The present photograph was a gift from Arbus to a psychotherapist, the ‘Dr. Klein’ of Arbus’s inscription, who had spoken with her by telephone in the later 1960s.  Dr. Klein has described his encounter with Arbus as follows:

‘Among my patients there was a young man who was not a professional photographer, but someone who had a strong interest in photography.  He told me about Diane Arbus, who was a friend of his.  He described her photography and would talk about evenings spent at her place, with Arbus and her then-young daughter.  He repeatedly expressed concern about the severity of her depression and talked to her about having a consultation with me.  She was interested in what he told her about his own work with me, but very resistant to actually arranging to see me. 

‘One evening—I believe it was in 1968 or 1969--I received a call from her in the evening, at my home.  We spent about an hour talking.  We discussed her recurring depression, and about my conviction that getting at the historical roots of such moods can make for real change.  I suggested that she could come for a consultation and see how she felt about the work.  I also told her that I could refer her to a colleague if she preferred. She was quite engaged in the conversation, but clearly reluctant to make a move.  About two weeks after our phone call, I received the photograph in the mail.

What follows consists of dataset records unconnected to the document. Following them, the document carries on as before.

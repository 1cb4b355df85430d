//! Expiry Sweeper Task
//!
//! Background task that periodically removes expired cache entries, bounding
//! both memory held by entries nobody reads again and the window in which
//! `list_keys` reports expired keys.

use std::time::Duration;

use tokio::sync::oneshot;
use tokio::task::JoinHandle;
use tokio::time::MissedTickBehavior;
use tracing::{debug, error, info, warn};

use crate::cache::CacheService;

// == Sweeper Handle ==
/// Owner of a running sweeper.
///
/// Dropping the handle closes the shutdown channel, which stops the sweeper
/// as soon as its loop next polls, without waiting for a tick.
#[derive(Debug)]
pub struct SweeperHandle {
    shutdown: Option<oneshot::Sender<()>>,
    task: JoinHandle<()>,
}

impl SweeperHandle {
    /// Signals the sweeper to stop and waits for it to exit.
    pub async fn shutdown(mut self) {
        if let Some(tx) = self.shutdown.take() {
            let _ = tx.send(());
        }
        if let Err(e) = (&mut self.task).await {
            error!("Expiry sweeper ended abnormally: {}", e);
        }
    }

    /// Returns true once the sweeper task has exited.
    pub fn is_finished(&self) -> bool {
        self.task.is_finished()
    }
}

/// Shortest period the sweeper will run at.
pub const MIN_SWEEP_INTERVAL: Duration = Duration::from_millis(1);

/// Spawns a background task that sweeps expired entries every `interval`.
///
/// An interval below [`MIN_SWEEP_INTERVAL`] is raised to it.
/// Each pass removes at most `batch_size` keys per write-lock acquisition.
/// A pass that fails, even by panicking, is logged and the next tick runs as
/// usual.
///
/// # Example
/// ```ignore
/// let cache = CacheService::new(600);
/// let sweeper = spawn_sweeper(cache.clone(), Duration::from_secs(120), 64);
/// // Later, during shutdown:
/// sweeper.shutdown().await;
/// ```
pub fn spawn_sweeper(
    cache: CacheService,
    interval: Duration,
    batch_size: usize,
) -> SweeperHandle {
    let interval = if interval < MIN_SWEEP_INTERVAL {
        warn!(
            "Sweep interval {:?} is too short, using {:?}",
            interval, MIN_SWEEP_INTERVAL
        );
        MIN_SWEEP_INTERVAL
    } else {
        interval
    };
    let (shutdown_tx, mut shutdown_rx) = oneshot::channel::<()>();

    let task = tokio::spawn(async move {
        info!(
            "Starting expiry sweeper with interval of {:?}, batch size {}",
            interval, batch_size
        );

        let mut ticker = tokio::time::interval(interval);
        ticker.set_missed_tick_behavior(MissedTickBehavior::Delay);
        // the first tick completes immediately
        ticker.tick().await;

        loop {
            tokio::select! {
                _ = &mut shutdown_rx => {
                    info!("Expiry sweeper stopped");
                    break;
                }
                _ = ticker.tick() => {
                    run_sweep(&cache, batch_size).await;
                }
            }
        }
    });

    SweeperHandle {
        shutdown: Some(shutdown_tx),
        task,
    }
}

/// Runs one sweep pass on its own task so a panic cannot take the loop down.
async fn run_sweep(cache: &CacheService, batch_size: usize) {
    let cache = cache.clone();
    let pass = tokio::spawn(async move { cache.sweep_expired(batch_size).await });

    match pass.await {
        Ok(0) => debug!("Expiry sweep: no expired entries found"),
        Ok(removed) => info!("Expiry sweep: removed {} expired entries", removed),
        Err(e) => error!("Expiry sweep failed: {}", e),
    }
}
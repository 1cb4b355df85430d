//! Middleware Module
//!
//! Transparent response caching for idempotent read requests.
//!
//! Only `GET` requests are looked up and stored; every other method is
//! forwarded to the inner service untouched.

mod captured;
mod layer;

pub use captured::CachedResponse;
pub use layer::{ResponseCache, ResponseCacheLayer};
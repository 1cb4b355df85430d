//! Response Cache Layer
//!
//! A `tower` middleware that serves GET requests from the cache and stores
//! the inner service's response on a miss.
//!
//! The inner service is called at most once per request and the future
//! resolves to exactly one response, so a request can never be answered twice.

use std::future::Future;
use std::pin::Pin;
use std::task::{Context, Poll};

use axum::{
    body::{Body, Bytes, HttpBody},
    extract::{OriginalUri, Request},
    http::{header::CONTENT_LENGTH, Method},
    response::Response,
};
use futures::stream::{self, StreamExt};
use tower::{Layer, Service};
use tracing::{debug, warn};

use crate::cache::{CacheService, MAX_VALUE_SIZE};
use crate::middleware::CachedResponse;

// == Layer ==
/// Registers response caching on a router or route.
///
/// ```ignore
/// let app = Router::new()
///     .route("/items", get(list_items))
///     .layer(ResponseCacheLayer::new(cache.clone(), Some(60)));
/// ```
#[derive(Debug, Clone)]
pub struct ResponseCacheLayer {
    cache: CacheService,
    ttl: u64,
}

impl ResponseCacheLayer {
    /// Creates a layer storing entries for `duration` seconds, or the cache's
    /// default TTL when `None`.
    pub fn new(cache: CacheService, duration: Option<u64>) -> Self {
        let ttl = duration.unwrap_or_else(|| cache.default_ttl());
        Self { cache, ttl }
    }

    /// TTL in seconds for entries created through this layer.
    pub fn ttl(&self) -> u64 {
        self.ttl
    }
}

impl<S> Layer<S> for ResponseCacheLayer {
    type Service = ResponseCache<S>;

    fn layer(&self, inner: S) -> Self::Service {
        ResponseCache {
            inner,
            cache: self.cache.clone(),
            ttl: self.ttl,
        }
    }
}

// == Service ==
/// Middleware service produced by [`ResponseCacheLayer`].
#[derive(Debug, Clone)]
pub struct ResponseCache<S> {
    inner: S,
    cache: CacheService,
    ttl: u64,
}

impl<S> Service<Request> for ResponseCache<S>
where
    S: Service<Request, Response = Response> + Clone + Send + 'static,
    S::Future: Send + 'static,
    S::Error: Send + 'static,
{
    type Response = Response;
    type Error = S::Error;
    type Future = Pin<Box<dyn Future<Output = Result<Response, S::Error>> + Send>>;

    fn poll_ready(&mut self, cx: &mut Context<'_>) -> Poll<Result<(), Self::Error>> {
        self.inner.poll_ready(cx)
    }

    fn call(&mut self, req: Request) -> Self::Future {
        // use the instance that was polled ready, leave a fresh clone behind
        let clone = self.inner.clone();
        let mut inner = std::mem::replace(&mut self.inner, clone);
        let cache = self.cache.clone();
        let ttl = self.ttl;

        Box::pin(async move {
            if req.method() != Method::GET {
                return inner.call(req).await;
            }

            let key = cache_key(&req);

            if let Some(cached) = cache.get_as::<CachedResponse>(&key).await {
                match cached.into_http() {
                    Ok(response) => {
                        debug!("Cache hit: {}", key);
                        return Ok(response);
                    }
                    Err(e) => warn!("Discarding unusable cache entry '{}': {}", key, e),
                }
            }

            debug!("Cache miss: {}", key);
            let response = inner.call(req).await?;
            Ok(store_response(&cache, key, ttl, response).await)
        })
    }
}

// == Cache Key ==
/// Path and query of the request target as received by the router.
///
/// Query parameters are kept verbatim; `?a=1&b=2` and `?b=2&a=1` are
/// different keys.
fn cache_key(req: &Request) -> String {
    let uri = req
        .extensions()
        .get::<OriginalUri>()
        .map(|original| &original.0)
        .unwrap_or_else(|| req.uri());

    uri.path_and_query()
        .map(|pq| pq.as_str().to_string())
        .unwrap_or_else(|| uri.path().to_string())
}

// == Store Response ==
/// Buffers the response, stores a copy and hands back an equivalent response.
///
/// Caching failures are logged and never change what the client receives.
/// Bodies known to exceed `MAX_VALUE_SIZE` are passed through unbuffered,
/// and a body that errors mid-stream is replayed up to the same error.
async fn store_response(
    cache: &CacheService,
    key: String,
    ttl: u64,
    response: Response,
) -> Response {
    let declared_len = response
        .headers()
        .get(CONTENT_LENGTH)
        .and_then(|v| v.to_str().ok())
        .and_then(|v| v.parse::<usize>().ok());
    let (parts, body) = response.into_parts();

    let hinted_len = usize::try_from(body.size_hint().lower()).unwrap_or(usize::MAX);
    if declared_len.is_some_and(|len| len > MAX_VALUE_SIZE) || hinted_len > MAX_VALUE_SIZE {
        debug!("Not caching '{}': body larger than {} bytes", key, MAX_VALUE_SIZE);
        return Response::from_parts(parts, body);
    }

    let mut data = body.into_data_stream();
    let mut buffered: Vec<u8> = Vec::new();
    while let Some(chunk) = data.next().await {
        match chunk {
            Ok(bytes) => {
                buffered.extend_from_slice(&bytes);
                if buffered.len() > MAX_VALUE_SIZE {
                    debug!("Not caching '{}': body larger than {} bytes", key, MAX_VALUE_SIZE);
                    let head = stream::iter([Ok(Bytes::from(buffered))]);
                    return Response::from_parts(parts, Body::from_stream(head.chain(data)));
                }
            }
            Err(e) => {
                warn!("Not caching '{}': response body failed: {}", key, e);
                let replay = stream::iter([Ok(Bytes::from(buffered)), Err(e)]);
                return Response::from_parts(parts, Body::from_stream(replay));
            }
        }
    }

    let bytes = Bytes::from(buffered);
    match CachedResponse::capture(&parts, &bytes) {
        Ok(captured) => {
            if let Err(e) = cache.set(key.as_str(), &captured, Some(ttl)).await {
                warn!("Failed to cache response for '{}': {}", key, e);
            }
        }
        Err(e) => warn!("Not caching '{}': {}", key, e),
    }

    Response::from_parts(parts, Body::from(bytes))
}
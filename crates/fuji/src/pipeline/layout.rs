//! Pipeline layout wrapper

use ash::vk;

use crate::device::RenderDevice;
use crate::error::FujiResult;

/// Pipeline layout with RAII cleanup
pub struct PipelineLayout<D: RenderDevice> {
    device: D,
    layout: vk::PipelineLayout,
}

impl<D: RenderDevice> PipelineLayout<D> {
    /// Create a layout over descriptor set layouts and push constant ranges
    pub fn new(
        device: D,
        set_layouts: &[vk::DescriptorSetLayout],
        push_constant_ranges: &[vk::PushConstantRange],
    ) -> FujiResult<Self> {
        let create_info = vk::PipelineLayoutCreateInfo::builder()
            .set_layouts(set_layouts)
            .push_constant_ranges(push_constant_ranges);
        let layout = device.create_pipeline_layout(&create_info)?;

        Ok(Self { device, layout })
    }

    /// Layout without descriptor sets or push constants
    pub fn empty(device: D) -> FujiResult<Self> {
        Self::new(device, &[], &[])
    }

    /// Get layout handle
    pub const fn handle(&self) -> vk::PipelineLayout {
        self.layout
    }
}

impl<D: RenderDevice> Drop for PipelineLayout<D> {
    fn drop(&mut self) {
        self.device.destroy_pipeline_layout(self.layout);
    }
}

#[cfg(test)]
mod tests {
    use super::*;
    use crate::testing::MockDevice;

    #[test]
    fn test_layout_lifecycle() {
        let device = MockDevice::new();
        let ranges = [vk::PushConstantRange {
            stage_flags: vk::ShaderStageFlags::VERTEX,
            offset: 0,
            size: 64,
        }];
        let layout = PipelineLayout::new(device.clone(), &[], &ranges).unwrap();
        let empty = PipelineLayout::empty(device.clone()).unwrap();

        assert_ne!(layout.handle(), empty.handle());
        assert_eq!(device.live_pipeline_layouts(), 2);

        drop(layout);
        drop(empty);
        assert_eq!(device.live_pipeline_layouts(), 0);
    }
}
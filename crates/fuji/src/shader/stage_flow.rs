//! Shader stage flow
//!
//! A [`ShaderStageFlow`] owns the shader modules of one pipeline and the
//! vertex input layout their vertex stage reads. On construction it flattens
//! the layout into Vulkan binding and attribute descriptions and builds one
//! stage create info per module.
//!
//! Attribute locations come from a single counter shared by every binding,
//! so a layout with attribute counts `[2, 1]` gets locations `0, 1` on
//! binding 0 and `2` on binding 1.

use std::ffi::CStr;

use ash::vk;

use super::ShaderModule;
use crate::config::ShaderConfig;
use crate::device::RenderDevice;
use crate::error::FujiResult;
use crate::vertex::VertexShaderInputLayout;

/// Entry point every stage is created with
pub const SHADER_ENTRY_POINT: &CStr = c"main";

/// Shader modules plus vertex input layout, flattened for pipeline creation
pub struct ShaderStageFlow<D: RenderDevice> {
    shader_modules: Vec<ShaderModule<D>>,
    input_layout: VertexShaderInputLayout,
    binding_descriptions: Vec<vk::VertexInputBindingDescription>,
    attribute_descriptions: Vec<vk::VertexInputAttributeDescription>,
    shader_stage_create_infos: Vec<vk::PipelineShaderStageCreateInfo>,
    // Points into the two description vectors above, which are never
    // modified after construction.
    vertex_input_state: vk::PipelineVertexInputStateCreateInfo,
}

impl<D: RenderDevice> ShaderStageFlow<D> {
    /// Take ownership of `shader_modules` and `input_layout`
    pub fn new(shader_modules: Vec<ShaderModule<D>>, input_layout: VertexShaderInputLayout) -> Self {
        let shader_stage_create_infos = shader_modules
            .iter()
            .map(|module| {
                vk::PipelineShaderStageCreateInfo::builder()
                    .stage(module.stage())
                    .module(module.handle())
                    .name(SHADER_ENTRY_POINT)
                    .build()
            })
            .collect();

        let mut binding_descriptions = Vec::with_capacity(input_layout.bindings().len());
        let mut attribute_descriptions = Vec::with_capacity(input_layout.attribute_count());
        let mut location = 0;
        for (index, binding) in (0u32..).zip(input_layout.bindings()) {
            binding_descriptions.push(vk::VertexInputBindingDescription {
                binding: index,
                stride: binding.stride(),
                input_rate: binding.input_rate(),
            });

            for attribute in binding.attribute_descriptions() {
                attribute_descriptions.push(vk::VertexInputAttributeDescription {
                    location,
                    binding: index,
                    format: attribute.format,
                    offset: attribute.offset,
                });
                location += 1;
            }
        }

        let vertex_input_state = vk::PipelineVertexInputStateCreateInfo::builder()
            .vertex_binding_descriptions(&binding_descriptions)
            .vertex_attribute_descriptions(&attribute_descriptions)
            .build();

        log::debug!(
            "Shader stage flow: {} stages, {} bindings, {} attributes",
            shader_modules.len(),
            binding_descriptions.len(),
            attribute_descriptions.len()
        );

        Self {
            shader_modules,
            input_layout,
            binding_descriptions,
            attribute_descriptions,
            shader_stage_create_infos,
            vertex_input_state,
        }
    }

    /// Load a vertex + fragment flow from the SPIR-V files named in `config`
    pub fn from_config(device: &D, config: &ShaderConfig, input_layout: VertexShaderInputLayout) -> FujiResult<Self> {
        let shader_modules = vec![
            ShaderModule::from_file(device.clone(), &config.vertex_shader_path, vk::ShaderStageFlags::VERTEX)?,
            ShaderModule::from_file(device.clone(), &config.fragment_shader_path, vk::ShaderStageFlags::FRAGMENT)?,
        ];
        Ok(Self::new(shader_modules, input_layout))
    }

    /// One stage create info per module, in module order
    pub fn shader_stage_create_infos(&self) -> &[vk::PipelineShaderStageCreateInfo] {
        &self.shader_stage_create_infos
    }

    /// Vertex input state referencing this flow's descriptions
    pub const fn vertex_input_state(&self) -> &vk::PipelineVertexInputStateCreateInfo {
        &self.vertex_input_state
    }

    /// One description per binding, in layout order
    pub fn binding_descriptions(&self) -> &[vk::VertexInputBindingDescription] {
        &self.binding_descriptions
    }

    /// One description per attribute across all bindings, in location order
    pub fn attribute_descriptions(&self) -> &[vk::VertexInputAttributeDescription] {
        &self.attribute_descriptions
    }

    /// Owned shader modules
    pub fn shader_modules(&self) -> &[ShaderModule<D>] {
        &self.shader_modules
    }

    /// Layout the descriptions were derived from
    pub const fn input_layout(&self) -> &VertexShaderInputLayout {
        &self.input_layout
    }
}
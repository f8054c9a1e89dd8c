//! Static mapping from vertex field types to Vulkan formats
//!
//! The table is closed: a field type without a [`VertexFormat`]
//! implementation cannot be placed in a [`Binding`](super::Binding), and the
//! mistake is reported by the compiler rather than at runtime.

use ash::vk;
use nalgebra::{Matrix4, Vector2, Vector3, Vector4};

/// Field types that can be read by a vertex shader input
pub trait VertexFormat {
    /// Format the attribute is described with
    const FORMAT: vk::Format;
}

macro_rules! vertex_formats {
    ($($scalar:ty => [$one:ident, $two:ident, $three:ident, $four:ident]),* $(,)?) => {
        $(
            impl VertexFormat for $scalar {
                const FORMAT: vk::Format = vk::Format::$one;
            }
            impl VertexFormat for [$scalar; 2] {
                const FORMAT: vk::Format = vk::Format::$two;
            }
            impl VertexFormat for [$scalar; 3] {
                const FORMAT: vk::Format = vk::Format::$three;
            }
            impl VertexFormat for [$scalar; 4] {
                const FORMAT: vk::Format = vk::Format::$four;
            }
            impl VertexFormat for Vector2<$scalar> {
                const FORMAT: vk::Format = vk::Format::$two;
            }
            impl VertexFormat for Vector3<$scalar> {
                const FORMAT: vk::Format = vk::Format::$three;
            }
            impl VertexFormat for Vector4<$scalar> {
                const FORMAT: vk::Format = vk::Format::$four;
            }
        )*
    };
}

vertex_formats! {
    f32 => [R32_SFLOAT, R32G32_SFLOAT, R32G32B32_SFLOAT, R32G32B32A32_SFLOAT],
    f64 => [R64_SFLOAT, R64G64_SFLOAT, R64G64B64_SFLOAT, R64G64B64A64_SFLOAT],
    i8 => [R8_SINT, R8G8_SINT, R8G8B8_SINT, R8G8B8A8_SINT],
    i16 => [R16_SINT, R16G16_SINT, R16G16B16_SINT, R16G16B16A16_SINT],
    i32 => [R32_SINT, R32G32_SINT, R32G32B32_SINT, R32G32B32A32_SINT],
    i64 => [R64_SINT, R64G64_SINT, R64G64B64_SINT, R64G64B64A64_SINT],
    u8 => [R8_UINT, R8G8_UINT, R8G8B8_UINT, R8G8B8A8_UINT],
    u16 => [R16_UINT, R16G16_UINT, R16G16B16_UINT, R16G16B16A16_UINT],
    u32 => [R32_UINT, R32G32_UINT, R32G32B32_UINT, R32G32B32A32_UINT],
    u64 => [R64_UINT, R64G64_UINT, R64G64B64_UINT, R64G64B64A64_UINT],
}

/// A whole 4x4 matrix is described as a single 16-float block attribute.
impl VertexFormat for Matrix4<f32> {
    const FORMAT: vk::Format = vk::Format::ASTC_4X4_SFLOAT_BLOCK;
}

#[cfg(test)]
mod tests {
    use super::*;

    fn format_of<T: VertexFormat>() -> vk::Format {
        T::FORMAT
    }

    #[test]
    fn test_float_formats() {
        assert_eq!(format_of::<f32>(), vk::Format::R32_SFLOAT);
        assert_eq!(format_of::<Vector2<f32>>(), vk::Format::R32G32_SFLOAT);
        assert_eq!(format_of::<[f32; 3]>(), vk::Format::R32G32B32_SFLOAT);
        assert_eq!(format_of::<Vector4<f32>>(), vk::Format::R32G32B32A32_SFLOAT);
        assert_eq!(format_of::<Vector3<f64>>(), vk::Format::R64G64B64_SFLOAT);
    }

    #[test]
    fn test_integer_formats() {
        assert_eq!(format_of::<u8>(), vk::Format::R8_UINT);
        assert_eq!(format_of::<[i8; 4]>(), vk::Format::R8G8B8A8_SINT);
        assert_eq!(format_of::<Vector2<i16>>(), vk::Format::R16G16_SINT);
        assert_eq!(format_of::<[u32; 3]>(), vk::Format::R32G32B32_UINT);
        assert_eq!(format_of::<Vector4<u64>>(), vk::Format::R64G64B64A64_UINT);
        assert_eq!(format_of::<i64>(), vk::Format::R64_SINT);
    }

    #[test]
    fn test_matrix_format() {
        assert_eq!(format_of::<Matrix4<f32>>(), vk::Format::ASTC_4X4_SFLOAT_BLOCK);
    }
}
//! In-memory device used by unit tests

use std::cell::RefCell;
use std::collections::BTreeSet;
use std::rc::Rc;

use ash::vk::{self, Handle};

use crate::device::RenderDevice;

/// The five SPIR-V header words plus one zero word
pub const VALID_SPIRV_WORDS: [u32; 6] = [0x0723_0203, 0x0001_0000, 0, 1, 0, 0];

/// Bytes of a minimal SPIR-V blob that passes header validation
pub fn spirv_bytes() -> Vec<u8> {
    bytemuck::cast_slice::<u32, u8>(&VALID_SPIRV_WORDS).to_vec()
}

#[derive(Debug, Default)]
struct MockState {
    next_handle: u64,
    shader_modules: BTreeSet<u64>,
    pipeline_layouts: BTreeSet<u64>,
    pipelines: BTreeSet<u64>,
    pipeline_batches: Vec<usize>,
    shader_module_failure: Option<vk::Result>,
    pipeline_failure: Option<vk::Result>,
    pipeline_shortfall: usize,
}

impl MockState {
    fn allocate(&mut self) -> u64 {
        self.next_handle += 1;
        self.next_handle
    }
}

/// Device that hands out unique fake handles and tracks what is still alive
#[derive(Debug, Clone, Default)]
pub struct MockDevice {
    state: Rc<RefCell<MockState>>,
}

impl MockDevice {
    pub fn new() -> Self {
        let _ = env_logger::builder().is_test(true).try_init();
        Self::default()
    }

    /// Make every following shader module creation fail with `result`
    pub fn fail_shader_modules(&self, result: vk::Result) {
        self.state.borrow_mut().shader_module_failure = Some(result);
    }

    /// Make every following pipeline batch fail with `result`
    pub fn fail_pipelines(&self, result: vk::Result) {
        self.state.borrow_mut().pipeline_failure = Some(result);
    }

    /// Make every following pipeline batch return this many handles too few
    pub fn drop_trailing_pipelines(&self, count: usize) {
        self.state.borrow_mut().pipeline_shortfall = count;
    }

    pub fn live_shader_modules(&self) -> usize {
        self.state.borrow().shader_modules.len()
    }

    pub fn live_pipeline_layouts(&self) -> usize {
        self.state.borrow().pipeline_layouts.len()
    }

    pub fn live_pipelines(&self) -> usize {
        self.state.borrow().pipelines.len()
    }

    /// Sizes of every batch passed to `create_graphics_pipelines`
    pub fn pipeline_batches(&self) -> Vec<usize> {
        self.state.borrow().pipeline_batches.clone()
    }
}

impl RenderDevice for MockDevice {
    fn create_shader_module(&self, code: &[u32]) -> Result<vk::ShaderModule, vk::Result> {
        let mut state = self.state.borrow_mut();
        if let Some(result) = state.shader_module_failure {
            return Err(result);
        }
        assert!(!code.is_empty());
        let raw = state.allocate();
        state.shader_modules.insert(raw);
        Ok(vk::ShaderModule::from_raw(raw))
    }

    fn destroy_shader_module(&self, module: vk::ShaderModule) {
        assert!(self.state.borrow_mut().shader_modules.remove(&module.as_raw()));
    }

    fn create_pipeline_layout(&self, _create_info: &vk::PipelineLayoutCreateInfo) -> Result<vk::PipelineLayout, vk::Result> {
        let mut state = self.state.borrow_mut();
        let raw = state.allocate();
        state.pipeline_layouts.insert(raw);
        Ok(vk::PipelineLayout::from_raw(raw))
    }

    fn destroy_pipeline_layout(&self, layout: vk::PipelineLayout) {
        assert!(self.state.borrow_mut().pipeline_layouts.remove(&layout.as_raw()));
    }

    fn create_graphics_pipelines(
        &self,
        _cache: vk::PipelineCache,
        create_infos: &[vk::GraphicsPipelineCreateInfo],
    ) -> Result<Vec<vk::Pipeline>, vk::Result> {
        let mut state = self.state.borrow_mut();
        state.pipeline_batches.push(create_infos.len());
        if let Some(result) = state.pipeline_failure {
            return Err(result);
        }
        let count = create_infos.len().saturating_sub(state.pipeline_shortfall);
        Ok((0..count)
            .map(|_| {
                let raw = state.allocate();
                state.pipelines.insert(raw);
                vk::Pipeline::from_raw(raw)
            })
            .collect())
    }

    fn destroy_pipeline(&self, pipeline: vk::Pipeline) {
        assert!(self.state.borrow_mut().pipelines.remove(&pipeline.as_raw()));
    }
}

‘I never spoke with her again.  I learned of her suicide about a year, or a year and a half, later.’

Dr. Klein’s approximation of the year of his telephone conversation with Arbus coincides with her initial visits to another psychotherapist, Dr. Helen Boigon, who, like Dr. Klein, had been recommended to Arbus by a friend (cf. Revelations, p. 207 and p. 341, n. 445).  Arbus began seeing Dr. Boigon in September 1969 and continued with Boigon until her (Arbus’s) death in 1971.  As with Dr. Klein, Arbus presented Boigon with one of her photographs, in Boigon’s case a print of Identical Twins, Roselle, N. J.   That print was sold in these rooms in April 1998 (Sale 7112, Lot 437A).

The image offered here was first published in November 1968, in a special issue of the London Sunday Times Magazine devoted to the subject of the family. The photograph appeared on a double-page spread in the magazine, under the heading ‘Two American Families’; the facing image was Arbus’s ‘A Young Brooklyn Family Going for a Sunday Outing, N. Y. C.’ 

 The caption in the magazine, as follows, was taken from Arbus’s own description of the picture:

‘Nat and June Tarnapol . . . with Paul, aged four, one of their three children, in the garden of their home at Westchester, Connecticut.  They are an upper middle class family, Mr. Tarnapol being a successful agent and publisher in the pop music business.  I think it’s such an odd photograph, nearly like Pinter, but not quite. . . the parents seem to be dreaming the child and the child seems to be inventing them’ (quoted in Magazine Work, p. 106).